Partial mediation maintains that the mediating variable accounts for some, but not all, of the relationship between the independent variable and dependent variable. Partial mediation implies that there is no only a significant relationship between the mediator and the dependent variable, but also some direct relationship between the independent and dependent variable - the line from independent variable to dependent variable is solid and c is not equal to zero. 

 


The mediation analysis has been used in the data analysis for observational data, clinical trial data, survey data, and epidemiology study data. 

In an article by Eyre et al "Effect of Covid-19 Vaccination on Transmission of Alpha and Delta Variants", the mediation analysis was used to assess whether the effect of the vaccination status of the index patient was explained by Ct values at diagnosis.  Ct values are cycle-threshold values (indicative of viral load21) in the index patient.

In an article by Reaven et al "Intensive Glucose Control in Patients with Type 2 Diabetes — 15-Year Follow-up", mediation analyses were performed:

In prespecified mediation analyses, Cox proportional-hazards models were used to examine the effects of the glycated hemoglobin level on the primary cardiovascular disease outcome and on the observed treatment effects. Specifically, the log-linear association of the cumulative glycated hemoglobin level (modeled as a time-varying covariate) with the primary cardiovascular disease outcome was assessed during the period of separation of the glycated hemoglobin curves and after convergence. Models examined the effect of treatment group (intensive therapy or standard therapy) on the primary outcome in an unadjusted analysis (model 1) or while accounting for baseline, most recent, or cumulative mean glycated hemoglobin level (models 2, 3, and 4, respectively).
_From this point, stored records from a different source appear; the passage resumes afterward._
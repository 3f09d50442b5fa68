//! Resumable, steppable sequencing of pick operations.
//!
//! A pick operation is an ordered list of named physical steps (open
//! gripper, locate product, compute grasp, approach, grasp, lift, ...).
//! This crate makes that list *data* rather than control flow:
//!
//! - [`StepList`] - the fixed, contiguously indexed step definitions
//! - [`TaskSequencer`] - drives one [`WorkOrder`](grasp_types::WorkOrder)
//!   through the list, one run at a time
//! - [`PickContext`] - per-run working state, owned solely by the run
//! - [`OperatorGate`] - the human-in-the-loop authorization point
//!
//! # Run Semantics
//!
//! A run proceeds in strict index order. Before each step the gate is
//! consulted: in supervised mode that blocks until the operator
//! authorizes the step (the run's sole cancellable suspension point);
//! [`AutonomousGate`] proceeds immediately. A run may start at a
//! non-zero index ("jump to step N") to resume after an external fix -
//! the caller asserts that the skipped steps' physical effects already
//! hold.
//!
//! Any step failure is fatal to the current run: no automatic retry, no
//! execution beyond the failing step. The caller decides whether to
//! abandon the order, retry from step 0, or re-dispatch with a jump.
//! Cleanup (detaching any attached object, clearing transient markers,
//! plus an optional caller hook) runs exactly once per terminal
//! transition, whichever step failed.
//!
//! # Example
//!
//! ```
//! use grasp_types::{BinId, ProductId, WorkOrder};
//! use pick_sequencer::{
//!     AutonomousGate, MemoryRegistry, RunOptions, StepList, TaskSequencer,
//! };
//!
//! let steps = StepList::new()
//!     .step("open gripper", |_ctx, _res: &mut ()| Ok(()))
//!     .step("locate product", |_ctx, _res| Ok(()));
//!
//! let mut sequencer = TaskSequencer::new(steps).unwrap();
//! let mut registry = MemoryRegistry::new();
//! registry.add_object(BinId::new("bin_A"), ProductId::new("crayola_64_ct"));
//!
//! let order = WorkOrder::new(BinId::new("bin_A"), ProductId::new("crayola_64_ct"));
//! let report = sequencer
//!     .run(order, &mut (), &mut AutonomousGate, &mut registry, &RunOptions::default())
//!     .unwrap();
//!
//! assert_eq!(report.steps_executed, 2);
//! ```

#![warn(missing_docs)]
#![warn(clippy::all)]
#![warn(clippy::pedantic)]
#![deny(clippy::unwrap_used)]
#![deny(clippy::expect_used)]

mod context;
mod error;
mod executor;
mod gate;
mod registry;
mod sequencer;
mod step;

pub use context::PickContext;
pub use error::{MotionError, SequencerError, SequencerResult, StepError, StepResult};
pub use executor::MotionExecutor;
pub use gate::{AutonomousGate, ChannelGate, GateCommand, GateDecision, OperatorGate};
pub use registry::{ContainerRegistry, MemoryRegistry};
pub use sequencer::{CleanupHook, RunOptions, RunReport, RunState, TaskSequencer};
pub use step::{StepList, TaskStep, PICK_STEP_LABELS};
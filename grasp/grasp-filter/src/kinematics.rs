//! The inverse-kinematics solving interface.

use std::time::Duration;

use grasp_types::JointConfiguration;
use nalgebra::Isometry3;

/// One stateful IK-solving context for a kinematic group.
///
/// Implementations carry internal scratch state, so a single instance
/// must never be invoked by two callers concurrently - that rule is
/// encoded in `&mut self`. *Distinct* instances are safe to call in
/// parallel, which is exactly how the feasibility filter uses them: one
/// instance per worker, lent out by [`SolverPool`](crate::SolverPool).
///
/// Solving internals (solver choice, seeding, redundancy resolution) are
/// outside this workspace; implementors wrap whatever solver the robot
/// uses.
pub trait KinematicsProvider: Send {
    /// Solve IK for `pose`.
    ///
    /// Returns the joint configuration reaching the pose, or `None` if
    /// no solution was found within `attempts` restarts and `timeout`
    /// per query. A timeout is indistinguishable from an unreachable
    /// pose by design: both mean "not feasible".
    fn solve_ik(
        &mut self,
        pose: &Isometry3<f64>,
        attempts: usize,
        timeout: Duration,
    ) -> Option<JointConfiguration>;
}
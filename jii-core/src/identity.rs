//! # Type Identity
//!
//! Every participating type names itself with a stable dotted identifier
//! (`"app.models.User"`) and optionally names its parent type. The lineage
//! registry stores those parent links so class-level events can walk from a
//! derived type up through its ancestors without any runtime reflection.
//!
//! Lineage entries come from three places:
//!
//! - `inventory` submissions (emitted by `#[derive(Identifiable)]`)
//! - explicit [`register_lineage`] calls
//! - constructor registrations in a [`Factory`](crate::Factory)

use parking_lot::RwLock;
use std::{
    any::Any,
    collections::{HashMap, HashSet},
    sync::{Arc, LazyLock},
};

/// Upcasting helpers, implemented for every sized `'static` type.
pub trait AsAny: Any + Send + Sync {
    /// View as `&dyn Any` for downcasting.
    fn as_any(&self) -> &dyn Any;

    /// View as `&mut dyn Any` for downcasting.
    fn as_any_mut(&mut self) -> &mut dyn Any;

    /// Convert a shared pointer into an `Arc<dyn Any>` for downcasting.
    fn into_any_arc(self: Arc<Self>) -> Arc<dyn Any + Send + Sync>;
}

impl<T: Any + Send + Sync> AsAny for T {
    fn as_any(&self) -> &dyn Any {
        self
    }

    fn as_any_mut(&mut self) -> &mut dyn Any {
        self
    }

    fn into_any_arc(self: Arc<Self>) -> Arc<dyn Any + Send + Sync> {
        self
    }
}

/// A type that knows its own dotted name and the name of its parent type.
#[diagnostic::on_unimplemented(
    message = "`{Self}` does not implement `Identifiable`",
    label = "missing `Identifiable` implementation",
    note = "Derive it with `#[derive(Identifiable)]` and `#[jii(name = \"...\")]`."
)]
pub trait Identifiable: AsAny {
    /// The dotted type name of this instance.
    fn type_name(&self) -> &'static str;

    /// The dotted type name of the parent type, if any.
    fn parent_type_name(&self) -> Option<&'static str> {
        None
    }
}

/// Static counterpart of [`Identifiable`], available without an instance.
pub trait TypeInfo: Identifiable + Sized {
    /// The dotted type name.
    const TYPE_NAME: &'static str;

    /// The dotted name of the parent type.
    const PARENT_TYPE_NAME: Option<&'static str> = None;
}

/// A parent link submitted to the distributed lineage collection.
#[derive(Debug, Clone, Copy)]
pub struct Lineage {
    /// The type name.
    pub type_name: &'static str,
    /// Its parent type name.
    pub parent: Option<&'static str>,
}

impl Lineage {
    /// Create a lineage entry. Usable in `inventory::submit!`.
    pub const fn new(type_name: &'static str, parent: Option<&'static str>) -> Self {
        Self { type_name, parent }
    }
}

inventory::collect!(Lineage);

static LINEAGE: LazyLock<RwLock<HashMap<String, Option<String>>>> = LazyLock::new(|| {
    let map = inventory::iter::<Lineage>
        .into_iter()
        .map(|entry| {
            (
                entry.type_name.to_string(),
                entry.parent.map(str::to_string),
            )
        })
        .collect();
    RwLock::new(map)
});

/// Record that `type_name` derives from `parent`.
///
/// A later registration for the same name replaces the earlier one.
pub fn register_lineage(type_name: &str, parent: Option<&str>) {
    LINEAGE
        .write()
        .insert(type_name.to_string(), parent.map(str::to_string));
}

/// Record a lineage link if the registry has not seen `type_name` yet.
pub fn ensure_lineage(type_name: &str, parent: Option<&str>) {
    if LINEAGE.read().contains_key(type_name) {
        return;
    }
    register_lineage(type_name, parent);
}

/// Whether the registry knows `type_name`.
pub fn is_registered(type_name: &str) -> bool {
    LINEAGE.read().contains_key(type_name)
}

/// The registered parent of `type_name`.
pub fn parent_of(type_name: &str) -> Option<String> {
    LINEAGE.read().get(type_name).cloned().flatten()
}

/// `type_name` followed by all of its registered ancestors, most derived first.
pub fn ancestors(type_name: &str) -> Vec<String> {
    let lineage = LINEAGE.read();
    let mut chain = vec![type_name.to_string()];
    let mut seen: HashSet<&str> = HashSet::from([type_name]);
    let mut current = type_name;

    while let Some(Some(parent)) = lineage.get(current) {
        if !seen.insert(parent.as_str()) {
            tracing::warn!(type_name, parent = %parent, "type lineage contains a cycle");
            break;
        }
        chain.push(parent.clone());
        current = parent.as_str();
    }
    chain
}

/// Whether `type_name` is `ancestor` or derives from it.
pub fn is_a(type_name: &str, ancestor: &str) -> bool {
    ancestors(type_name).iter().any(|name| name == ancestor)
}

#[cfg(test)]
mod tests {
    use super::*;

    #[test]
    fn ancestors_walk_parent_links() {
        register_lineage("identity.test.Base", None);
        register_lineage("identity.test.Middle", Some("identity.test.Base"));
        register_lineage("identity.test.Leaf", Some("identity.test.Middle"));

        assert_eq!(
            ancestors("identity.test.Leaf"),
            vec![
                "identity.test.Leaf",
                "identity.test.Middle",
                "identity.test.Base"
            ]
        );
        assert!(is_a("identity.test.Leaf", "identity.test.Base"));
        assert!(!is_a("identity.test.Base", "identity.test.Leaf"));
    }

    #[test]
    fn unknown_type_is_its_own_chain() {
        assert_eq!(ancestors("identity.test.Nobody"), vec!["identity.test.Nobody"]);
        assert_eq!(parent_of("identity.test.Nobody"), None);
    }

    #[test]
    fn cycles_terminate() {
        register_lineage("identity.test.CycleA", Some("identity.test.CycleB"));
        register_lineage("identity.test.CycleB", Some("identity.test.CycleA"));

        assert_eq!(
            ancestors("identity.test.CycleA"),
            vec!["identity.test.CycleA", "identity.test.CycleB"]
        );
    }
}
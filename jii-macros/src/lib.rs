//! Procedural macros for the Jii application framework.
//!
//! - `#[derive(Identifiable)]` - Implements `Identifiable` and `TypeInfo`
//!   and submits the type's lineage to the distributed type registry

use proc_macro::TokenStream;

mod identity;

/// Derive macro implementing `Identifiable` and `TypeInfo`.
///
/// ```rust,ignore
/// #[derive(Default, Identifiable)]
/// #[jii(name = "app.controllers.SiteController", parent = "jii.base.Controller")]
/// struct SiteController {
///     core: ControllerCore,
/// }
/// ```
///
/// Without `name` the type's identifier is used.
#[proc_macro_derive(Identifiable, attributes(jii))]
pub fn derive_identifiable(input: TokenStream) -> TokenStream {
    identity::derive_identifiable_impl(input)
}
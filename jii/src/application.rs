//! # Application
//!
//! The root of the module tree. An [`Application`] is built from an
//! [`AppConfig`]:
//!
//! ```json
//! {
//!     "platform": "server",
//!     "application": {
//!         "id": "shop",
//!         "basePath": "/srv/shop",
//!         "aliases": {"@assets": "@app/public/assets"},
//!         "bootstrap": ["logger"],
//!         "controllerMap": {"site": "app.controllers.SiteController"}
//!     },
//!     "context": {"components": {}}
//! }
//! ```
//!
//! The `context` section is retained and deep-merged into every context
//! created through [`Application::create_context`].

use crate::{
    context::Context,
    core_components::Platform,
    module::{Dispatch, Module, ModuleClass},
};
use jii_core::{Config, ConfigError, JiiError, Value, get_alias, merge_configs, set_alias};
use serde::{Deserialize, Serialize};
use std::sync::Arc;

/// Type name of the application module.
pub const APPLICATION_CLASS: &str = "jii.base.Application";

/// Default application id.
pub const DEFAULT_APPLICATION_ID: &str = "app";

/// Default route of the application module.
pub const DEFAULT_APPLICATION_ROUTE: &str = "site";

/// Bootstrap configuration.
#[derive(Debug, Clone, Default, Serialize, Deserialize)]
#[serde(default)]
pub struct AppConfig {
    /// Configuration of the application module.
    pub application: Config,
    /// Configuration merged into every created context.
    pub context: Config,
    /// Platform variant selecting the core component table.
    pub platform: Platform,
}

impl AppConfig {
    /// Parse a bootstrap configuration from JSON text.
    pub fn from_json_str(json: &str) -> Result<Self, JiiError> {
        serde_json::from_str(json)
            .map_err(|err| ConfigError::Malformed(err.to_string()).into())
    }
}

/// The application: root module plus retained context configuration.
#[derive(Debug)]
pub struct Application {
    module: Arc<Module>,
    context: Config,
    platform: Platform,
}

impl Application {
    /// Build the application.
    ///
    /// `basePath` sets `@app`, `aliases` registers further aliases, `id`
    /// names the root module and `bootstrap` lists component ids built
    /// eagerly. Every other key configures the root module.
    pub fn new(config: AppConfig) -> Result<Self, JiiError> {
        let AppConfig {
            mut application,
            context,
            platform,
        } = config;

        if let Some(base_path) = application.remove("basePath") {
            let Value::String(base_path) = base_path else {
                return Err(ConfigError::Malformed("`basePath` must be a string".into()).into());
            };
            set_alias("@app", Some(&base_path))?;
        }
        if let Some(aliases) = application.remove("aliases") {
            let Value::Map(aliases) = aliases else {
                return Err(ConfigError::Malformed("`aliases` must be a map".into()).into());
            };
            for (alias, path) in aliases {
                set_alias(&alias, path.as_str())?;
            }
        }
        let id = match application.remove("id") {
            Some(Value::String(id)) => id,
            Some(_) => return Err(ConfigError::Malformed("`id` must be a string".into()).into()),
            None => DEFAULT_APPLICATION_ID.to_string(),
        };
        let bootstrap = match application.remove("bootstrap") {
            Some(Value::List(ids)) => ids
                .iter()
                .map(|id| {
                    id.as_str().map(str::to_string).ok_or_else(|| {
                        ConfigError::Malformed("`bootstrap` entries must be strings".into())
                    })
                })
                .collect::<Result<Vec<_>, _>>()?,
            Some(_) => {
                return Err(ConfigError::Malformed("`bootstrap` must be a list".into()).into());
            }
            None => Vec::new(),
        };

        let class = ModuleClass::new(APPLICATION_CLASS);
        let module = Module::create(&id, Default::default(), &class, platform);
        module.set_default_route(DEFAULT_APPLICATION_ROUTE);
        module.configure(application)?;

        for component in &bootstrap {
            if module.get_component(component)?.is_none() {
                return Err(ConfigError::Malformed(format!(
                    "bootstrap component `{component}` is not declared"
                ))
                .into());
            }
        }

        tracing::info!(
            application = %id,
            platform = ?platform,
            base_path = ?get_alias("@app", false).ok().flatten(),
            "application created"
        );
        Ok(Self {
            module,
            context,
            platform,
        })
    }

    /// Build the application from JSON text.
    pub fn from_json_str(json: &str) -> Result<Self, JiiError> {
        Self::new(AppConfig::from_json_str(json)?)
    }

    /// The root module.
    pub fn module(&self) -> &Arc<Module> {
        &self.module
    }

    /// The application id.
    pub fn id(&self) -> String {
        self.module.id()
    }

    /// The platform variant.
    pub fn platform(&self) -> Platform {
        self.platform
    }

    /// The retained context configuration.
    pub fn context_config(&self) -> &Config {
        &self.context
    }

    /// Create a context from the retained configuration deep-merged with `config`.
    pub fn create_context(&self, config: Config) -> Result<Context, JiiError> {
        let merged = merge_configs([&self.context, &config]);
        Context::from_config(merged, self.platform)
    }

    /// Dispatch `route` with `context`.
    pub async fn run_action(&self, route: &str, context: &Context) -> Result<Dispatch, JiiError> {
        context.set_route(route);
        self.module.run_action(route, context).await
    }
}
mod common;

use async_trait::async_trait;
use common::{config, fresh_context, register_fixtures};
use jii::{
    Action, ActionFilter, AppConfig, Application, Component, Config, Context, Dispatch,
    HandlerSpec, JiiError, Module, Request, Response, Value,
};
use serde_json::json;
use std::sync::{
    Arc,
    atomic::{AtomicUsize, Ordering},
};

fn application(application: serde_json::Value) -> Application {
    register_fixtures();
    Application::new(AppConfig {
        application: config(application),
        ..AppConfig::default()
    })
    .unwrap()
}

fn site_app() -> Application {
    application(json!({
        "controllerMap": {
            "site": "tests.SiteController",
            "error": "tests.ErrorController",
        },
    }))
}

// ============================================================================
// Route resolution
// ============================================================================

#[tokio::test]
async fn empty_route_resolves_like_default_route_and_default_action() {
    let app = site_app();
    for route in ["", "site", "site/index"] {
        let (context, journal, response) = fresh_context();
        let dispatch = app.run_action(route, &context).await.unwrap();
        assert_eq!(dispatch, Dispatch::Completed(Some("home".into())), "route {route:?}");
        assert_eq!(journal.entries(), vec!["site:actionIndex"]);
        assert_eq!(response.sent(), vec![Value::from("home")]);
    }
}

#[tokio::test]
async fn action_without_result_still_sends() {
    let app = site_app();
    let (context, _journal, response) = fresh_context();
    let dispatch = app.run_action("site/silent", &context).await.unwrap();
    assert_eq!(dispatch, Dispatch::Completed(None));
    assert_eq!(response.send_count(), 1);
    assert_eq!(response.data(), None);
}

#[tokio::test]
async fn unresolved_routes_are_not_errors() {
    let app = site_app();
    let (context, journal, response) = fresh_context();
    let dispatch = app.run_action("nothing/here", &context).await.unwrap();
    assert_eq!(dispatch, Dispatch::Unresolved);
    assert!(journal.entries().is_empty());
    assert!(!response.is_sent());
}

#[tokio::test]
async fn unknown_action_of_known_controller_is_an_invalid_route() {
    let app = site_app();
    let (context, _journal, response) = fresh_context();
    let err = app.run_action("site/missing", &context).await.unwrap_err();
    assert!(matches!(err, JiiError::InvalidRoute(_)));
    assert!(!response.is_sent());
}

#[tokio::test]
async fn derived_controller_names_reach_the_namespace() {
    let app = application(json!({"controllerNamespace": "tests.controllers"}));
    let (context, journal, _response) = fresh_context();
    let dispatch = app.run_action("post-comment", &context).await.unwrap();
    assert_eq!(dispatch, Dispatch::Completed(Some("comments".into())));
    assert_eq!(journal.entries(), vec!["post-comment:actionIndex"]);

    let (context, journal, _response) = fresh_context();
    let dispatch = app.run_action("post-comment/preview", &context).await.unwrap();
    assert_eq!(dispatch, Dispatch::Completed(Some("preview".into())));
    assert_eq!(journal.entries(), vec!["post-comment/preview"]);
}

#[tokio::test]
async fn derived_names_are_looked_up_in_the_controller_map() {
    let app = application(json!({
        "controllerMap": {"PostCommentController": "tests.controllers.PostCommentController"},
    }));
    let (context, _journal, _response) = fresh_context();
    let dispatch = app.run_action("post-comment/index", &context).await.unwrap();
    assert_eq!(dispatch, Dispatch::Completed(Some("comments".into())));
}

#[tokio::test]
async fn partial_controller_declarations_inherit_the_class() {
    let app = site_app();
    app.module()
        .set_controller("site", config(json!({"title": "Welcome"})).into())
        .unwrap();
    let (context, _journal, _response) = fresh_context();
    let dispatch = app.run_action("site/title", &context).await.unwrap();
    assert_eq!(dispatch, Dispatch::Completed(Some("Welcome".into())));
}

#[tokio::test]
async fn nested_modules_resolve_their_own_controllers() {
    let app = application(json!({
        "modules": {
            "admin": {
                "modules": {
                    "content": {"controllerMap": {"pages": "tests.SiteController"}},
                },
            },
        },
    }));
    let content = app.module().get_module("admin.content").unwrap().unwrap();
    let module_hooks = Arc::new(AtomicUsize::new(0));
    let counter = module_hooks.clone();
    content
        .on(
            "beforeAction afterAction",
            &HandlerSpec::function(move |_| {
                counter.fetch_add(1, Ordering::SeqCst);
            }),
        )
        .unwrap();

    let (context, journal, _response) = fresh_context();
    let dispatch = app
        .run_action("admin/content/pages/index", &context)
        .await
        .unwrap();
    assert_eq!(dispatch, Dispatch::Completed(Some("home".into())));
    assert_eq!(journal.entries(), vec!["admin/content/pages:actionIndex"]);
    assert_eq!(module_hooks.load(Ordering::SeqCst), 2);
}

// ============================================================================
// Hooks and cancellation
// ============================================================================

#[tokio::test]
async fn module_before_action_cancels_silently() {
    let app = site_app();
    app.module()
        .on(
            "beforeAction",
            &HandlerSpec::function(|event| {
                event.params.insert("isValid", false);
            }),
        )
        .unwrap();

    let (context, journal, response) = fresh_context();
    let dispatch = app.run_action("site/index", &context).await.unwrap();
    assert_eq!(dispatch, Dispatch::Cancelled);
    assert!(journal.entries().is_empty());
    assert!(!response.is_sent());
}

#[tokio::test]
async fn hook_events_carry_the_action_id() {
    let app = site_app();
    let seen = Arc::new(parking_lot::Mutex::new(Vec::new()));
    let sink = seen.clone();
    app.module()
        .on(
            "afterAction",
            &HandlerSpec::function(move |event| {
                if let Some(action) = event.params.get_str("action") {
                    sink.lock().push(action.to_string());
                }
            }),
        )
        .unwrap();

    let (context, _journal, _response) = fresh_context();
    app.run_action("site", &context).await.unwrap();
    assert_eq!(*seen.lock(), vec!["index".to_string()]);
}

struct Deny;

#[async_trait]
impl ActionFilter for Deny {
    async fn before_action(&self, action: &dyn Action, _context: &Context) -> Result<bool, JiiError> {
        Ok(action.id() != "index")
    }
}

#[tokio::test]
async fn filters_can_cancel_actions() {
    let app = site_app();
    app.module().add_filter(Deny);

    let (context, _journal, response) = fresh_context();
    assert_eq!(app.run_action("site/index", &context).await.unwrap(), Dispatch::Cancelled);
    assert!(!response.is_sent());

    let (context, _journal, response) = fresh_context();
    assert_eq!(
        app.run_action("site/silent", &context).await.unwrap(),
        Dispatch::Completed(None)
    );
    assert!(response.is_sent());
}

// ============================================================================
// Inline actions
// ============================================================================

#[tokio::test]
async fn inline_actions_bypass_controllers() {
    let app = site_app();
    app.module()
        .bind_fn("site", |_context| Box::pin(async { Ok(Some("inline".into())) }));

    let (context, journal, response) = fresh_context();
    let dispatch = app.run_action("site", &context).await.unwrap();
    assert_eq!(dispatch, Dispatch::Completed(Some("inline".into())));
    assert!(journal.entries().is_empty());
    assert_eq!(response.sent(), vec![Value::from("inline")]);

    let (context, journal, _response) = fresh_context();
    app.run_action("site/silent", &context).await.unwrap();
    assert_eq!(journal.entries(), vec!["site:actionSilent"]);
}

#[tokio::test]
async fn inline_actions_see_the_request() {
    let app = application(json!({}));
    app.module().bind_fn("echo/name", |context| {
        Box::pin(async move {
            Ok(context
                .request()
                .and_then(|request| request.param("name")))
        })
    });

    let context = app
        .create_context(config(json!({"request": {"params": {"name": "jii"}}})))
        .unwrap();
    let dispatch = app.run_action("echo/name", &context).await.unwrap();
    assert_eq!(dispatch, Dispatch::Completed(Some("jii".into())));
}

#[tokio::test]
async fn inline_actions_respect_the_module_hook() {
    let app = application(json!({}));
    app.module()
        .bind_fn("ping", |_context| Box::pin(async { Ok(Some("pong".into())) }));
    app.module()
        .on(
            "beforeAction",
            &HandlerSpec::function(|event| {
                event.params.insert("isValid", false);
            }),
        )
        .unwrap();

    let (context, _journal, response) = fresh_context();
    assert_eq!(app.run_action("ping", &context).await.unwrap(), Dispatch::Cancelled);
    assert!(!response.is_sent());
}

// ============================================================================
// Error route
// ============================================================================

#[tokio::test]
async fn error_route_runs_once_with_the_error_attached() {
    let app = site_app();
    app.module().set_error_route(Some("error/show"));

    let (context, journal, response) = fresh_context();
    let dispatch = app.run_action("site/fail", &context).await.unwrap();
    assert_eq!(dispatch, Dispatch::Completed(Some("boom".into())));
    assert_eq!(journal.entries(), vec!["site:actionFail", "error:actionShow"]);
    assert_eq!(context.error().unwrap().to_string(), "boom");
    assert_eq!(response.sent(), vec![Value::from("boom")]);
}

#[tokio::test]
async fn failing_error_route_is_not_retried() {
    let app = site_app();
    app.module().set_error_route(Some("error/crash"));

    let (context, journal, response) = fresh_context();
    let err = app.run_action("site/fail", &context).await.unwrap_err();
    assert_eq!(err.to_string(), "error route failed");
    assert_eq!(journal.entries(), vec!["site:actionFail", "error:actionCrash"]);
    assert!(!response.is_sent());
}

#[tokio::test]
async fn errors_without_error_route_are_returned() {
    let app = site_app();
    let (context, _journal, _response) = fresh_context();
    let err = app.run_action("site/fail", &context).await.unwrap_err();
    assert!(matches!(err, JiiError::Custom(_)));
    assert!(context.error().is_none());
}

#[tokio::test]
async fn sub_modules_inherit_the_error_route() {
    let app = application(json!({
        "errorRoute": "error/show",
        "controllerMap": {"error": "tests.ErrorController"},
        "modules": {"shop": {"controllerMap": {"cart": "tests.SiteController"}}},
    }));
    let shop = app.module().get_module("shop").unwrap().unwrap();
    assert_eq!(shop.error_route().as_deref(), Some("error/show"));

    let (context, journal, _response) = fresh_context();
    let dispatch = app.run_action("shop/cart/fail", &context).await.unwrap();
    assert_eq!(dispatch, Dispatch::Completed(Some("boom".into())));
    assert_eq!(journal.entries(), vec!["shop/cart:actionFail", "error:actionShow"]);
}

#[tokio::test]
async fn modules_dispatch_without_an_application() {
    register_fixtures();
    let module = Module::new("standalone");
    module
        .configure(config(json!({
            "defaultRoute": "site",
            "controllerMap": {"site": "tests.SiteController"},
        })))
        .unwrap();

    let (context, _journal, _response) = fresh_context();
    assert_eq!(
        module.run_action("", &context).await.unwrap(),
        Dispatch::Completed(Some("home".into()))
    );
    assert!(context.route().is_empty());

    let context = Context::from_config(Config::new(), jii::Platform::Client).unwrap();
    assert_eq!(
        module.run_action("site", &context).await.unwrap(),
        Dispatch::Completed(Some("home".into()))
    );
}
A paper by Vo et al summarized "the conduct and reporting of mediation analysis in recently published randomized controlled trials: results from a methodological systematic review"

Mediation analysis can be performed using SAS procedure CAUSALMED. CAUSALMED procedure was developed for estimating causal mediation effects from observational data, but can definitely be used for estimating mediation effects from the randomized controlled clinical trial data. Please see the references below:

Mediation analysis can be performed using other software. This is very well summarized in a paper by Valente et al "Causal Mediation Programs in R, Mplus, SAS, SPSS, and Stata".